Problem statement: Take each line from the material below that includes the string "CycleDirection" and copy it.

Records for the exercise:
- Opening Delimiter -

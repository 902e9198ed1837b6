//! Fixed background palette and index cycling.
//!
//! # Responsibility
//! - Define the ordered set of selectable background colors.
//! - Provide wrap-around stepping used by swipe-driven color selection.
//!
//! # Invariants
//! - The palette order is stable; persisted `color_index` values key into it.
//! - `wrap` and `cycle` always return an in-bounds index.

/// Text color that stays readable on top of a palette entry.
#[derive(Debug, Clone, Copy, PartialEq, Eq)]
pub enum Ink {
    /// Light foreground for the dark jewel tones.
    Light,
    /// Dark foreground for the pale Sepia background.
    Dark,
}

/// One selectable background color.
#[derive(Debug, Clone, Copy, PartialEq, Eq)]
pub struct PaletteColor {
    /// Display name shown in host-side pickers.
    pub name: &'static str,
    /// sRGB components.
    pub rgb: [u8; 3],
    /// Readable foreground on this background.
    pub ink: Ink,
}

/// The jewel-tone palette, in cycling order.
pub const PALETTE: &[PaletteColor] = &[
    PaletteColor {
        name: "Ruby",
        rgb: [153, 13, 26],
        ink: Ink::Light,
    },
    PaletteColor {
        name: "Sapphire",
        rgb: [13, 51, 128],
        ink: Ink::Light,
    },
    PaletteColor {
        name: "Emerald",
        rgb: [0, 102, 64],
        ink: Ink::Light,
    },
    PaletteColor {
        name: "Umber",
        rgb: [89, 51, 13],
        ink: Ink::Light,
    },
    PaletteColor {
        name: "Burnt Orange",
        rgb: [204, 77, 0],
        ink: Ink::Light,
    },
    PaletteColor {
        name: "Sepia",
        rgb: [230, 217, 179],
        ink: Ink::Dark,
    },
];

/// Step direction for swipe-driven color cycling.
#[derive(Debug, Clone, Copy, PartialEq, Eq)]
pub enum CycleDirection {
    /// Next palette entry.
    Forward,
    /// Previous palette entry.
    Backward,
}

impl CycleDirection {
    fn step(self) -> i64 {
        match self {
            Self::Forward => 1,
            Self::Backward => -1,
        }
    }
}

/// Normalizes any integer offset into palette bounds.
///
/// Uses euclidean remainder so negative offsets wrap to the tail instead of
/// panicking or clamping.
pub fn wrap(raw: i64) -> usize {
    let len = PALETTE.len() as i64;
    raw.rem_euclid(len) as usize
}

/// Steps one palette position with wrap-around at both ends.
pub fn cycle(index: usize, direction: CycleDirection) -> usize {
    wrap(index as i64 + direction.step())
}

/// Looks up a palette entry by index.
pub fn color(index: usize) -> Option<&'static PaletteColor> {
    PALETTE.get(index)
}

#[cfg(test)]
mod tests {
    use super::{color, cycle, wrap, CycleDirection, Ink, PALETTE};

    #[test]
    fn cycling_forward_palette_len_times_returns_to_start() {
        for start in 0..PALETTE.len() {
            let mut index = start;
            for _ in 0..PALETTE.len() {
                index = cycle(index, CycleDirection::Forward);
            }
            assert_eq!(index, start);
        }
    }

    #[test]
    fn cycling_backward_wraps_past_zero() {
        assert_eq!(cycle(0, CycleDirection::Backward), PALETTE.len() - 1);
        assert_eq!(cycle(PALETTE.len() - 1, CycleDirection::Forward), 0);
    }

    #[test]
    fn forward_then_backward_is_identity() {
        for start in 0..PALETTE.len() {
            let stepped = cycle(start, CycleDirection::Forward);
            assert_eq!(cycle(stepped, CycleDirection::Backward), start);
        }
    }

    #[test]
    fn wrap_normalizes_arbitrary_offsets() {
        assert_eq!(wrap(0), 0);
        assert_eq!(wrap(PALETTE.len() as i64), 0);
        assert_eq!(wrap(-1), PALETTE.len() - 1);
        assert_eq!(wrap(i64::MAX % PALETTE.len() as i64), wrap(i64::MAX));
        assert!(wrap(i64::MIN) < PALETTE.len());
    }

    #[test]
    fn only_sepia_takes_dark_ink() {
        for entry in PALETTE {
            if entry.name == "Sepia" {
                assert_eq!(entry.ink, Ink::Dark);
            } else {
                assert_eq!(entry.ink, Ink::Light);
            }
        }
    }

    #[test]
    fn color_lookup_matches_palette_order() {
        assert_eq!(color(0).map(|entry| entry.name), Some("Ruby"));
        assert_eq!(color(PALETTE.len()), None);
    }
}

- Closing Delimiter -

Task response:
pub enum CycleDirection {
impl CycleDirection {
pub fn cycle(index: usize, direction: CycleDirection) -> usize {
    use super::{color, cycle, wrap, CycleDirection, Ink, PALETTE};
                index = cycle(index, CycleDirection::Forward);
        assert_eq!(cycle(0, CycleDirection::Backward), PALETTE.len() - 1);
        assert_eq!(cycle(PALETTE.len() - 1, CycleDirection::Forward), 0);
            let stepped = cycle(start, CycleDirection::Forward);
            assert_eq!(cycle(stepped, CycleDirection::Backward), start);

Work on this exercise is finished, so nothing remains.